Workers’ protections do not apply to incarcerated people, including minimum wage laws, unionization, and any assurance of workplace safety. None of this should be surprising knowing the text of the 13th Amendment; incarceration is explicitly listed as an exception to the abolishment of slavery, and slaves are not permitted rights. 

A black incarcerated woman sewing with a Department of Corrections label behind her. Source: Yahoo Images

This form of forced labor is ubiquitous. The lawsuit previously mentioned lists as defendants companies that have become household names: McDonald’s and the parent companies of Wendy’s, KFC, and Burger King. Elsewhere, well-known companies use prison labor as a cost-cutting measure: Amazon, AT&T, Home Depot, FedEx, Lockheed-Martin, and Coca-Cola, as well as thousands more nationwide. 

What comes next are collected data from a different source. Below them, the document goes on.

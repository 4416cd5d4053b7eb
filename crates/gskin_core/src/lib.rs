//! gskin Core
//!
//! The pieces every other gskin crate builds on:
//!
//! - **Errors**: [`ConfigurationError`] for declarations that cannot work,
//!   [`ExecutionError`] for user code that failed while being driven
//! - **Channels**: ordered, synchronous observer lists
//! - **State Machines**: table-driven and state-driven machines sharing one
//!   exit-then-enter lifecycle, plus a runtime owning many of them
//! - **Screens**: one-screen-at-a-time management for game flow
//!
//! # Example
//!
//! ```rust
//! use gskin_core::fsm::{FsmRuntime, StateMachine};
//!
//! const IDLE: u32 = 0;
//! const ACTIVE: u32 = 1;
//! const CLICK: u32 = 1;
//!
//! let mut runtime = FsmRuntime::new();
//! let button = runtime
//!     .create(
//!         StateMachine::builder()
//!             .states([IDLE, ACTIVE])
//!             .on(IDLE, CLICK, ACTIVE)
//!             .on(ACTIVE, CLICK, IDLE)
//!             .build()
//!             .unwrap(),
//!         IDLE,
//!     )
//!     .unwrap();
//!
//! runtime.send(button, &CLICK).unwrap();
//! assert_eq!(runtime.current_state(button), Some(&ACTIVE));
//! ```

pub mod channel;
pub mod error;
pub mod fsm;
pub mod screen;

pub use channel::{Channel, Delivery, SubscriptionId};
pub use error::{ConfigurationError, Error, ExecutionError, HookKind, Result};
pub use fsm::{
    from_fn, FsmId, FsmRuntime, Next, State, StateMachine, Step, StepMachine, Target,
};
pub use screen::{screen_fn, Screen, ScreenManager};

The Alabama Department of Corrections reported generating over $48,000,000 in 2021, and received hundreds of millions of dollars more from other sources. Most of that was directly appropriated from the state, but it also included federal funding intended for COVID relief. The total sum diverted into the Department of Corrections was $400,000,000, or about one-fifth of the total relief funds. The Treasury Department describes the funds as “support[ing] families and businesses struggling with [the pandemic’s] public health and economic impacts.” Instead of spending it on struggling Alabamians and small Alabama businesses, the state spent its funds on building new prisons despite us already having one of the highest incarceration rates in the country. 

What is Being Done 

The Alabama Department of Corrections is involved in several lawsuits related to alleged misconduct. The aforementioned lawsuit, Council v. Ivey, has a hearing scheduled for February 8th. ADOC is involved in several other lawsuits and has been for decades; Braggs v. Dunn was filed in late 2014 over neglect and remains unresolved, as does a Department of Justice lawsuit filed in late 2020 over critical understaffing. The new Alabama constitution, voted on in 2022, changed the text’s phrasing of its prohibition of slavery. Prior to that vote, it read, “no form of slavery shall exist in this State; and there shall not be any involuntary servitude, otherwise than for the punishment of crime, of which the party shall have been duly convicted.” The equivalent section now readsThat no form of slavery shall exist in this state; and there shall not be any involuntary servitude.” In addition, Congresswoman Nikema Williams and Senators Jeff Merkley and Cory Booker have proposed the federal “Abolition Amendment,” intended to close the prison labor loophole. 

Nationally, prison reform is a coordinated movement. Numerous organizations focusing on prison reform generally also have efforts in place to reform or abolish forced prison labor. I have used sources from the Equal Justice Initiative and the American Civil Liberties Union in this piece. The lawsuits mentioned were filed by current and former Alabama inmates, the Southern Poverty Law Center and Alabama Disability Advocacy Program, and the U.S. Department of Justice. Of those, only Council v. Ivey directly addresses forced labor; the others work towards improving prison conditions more broadly but still contribute to the common goal of reforming prisons.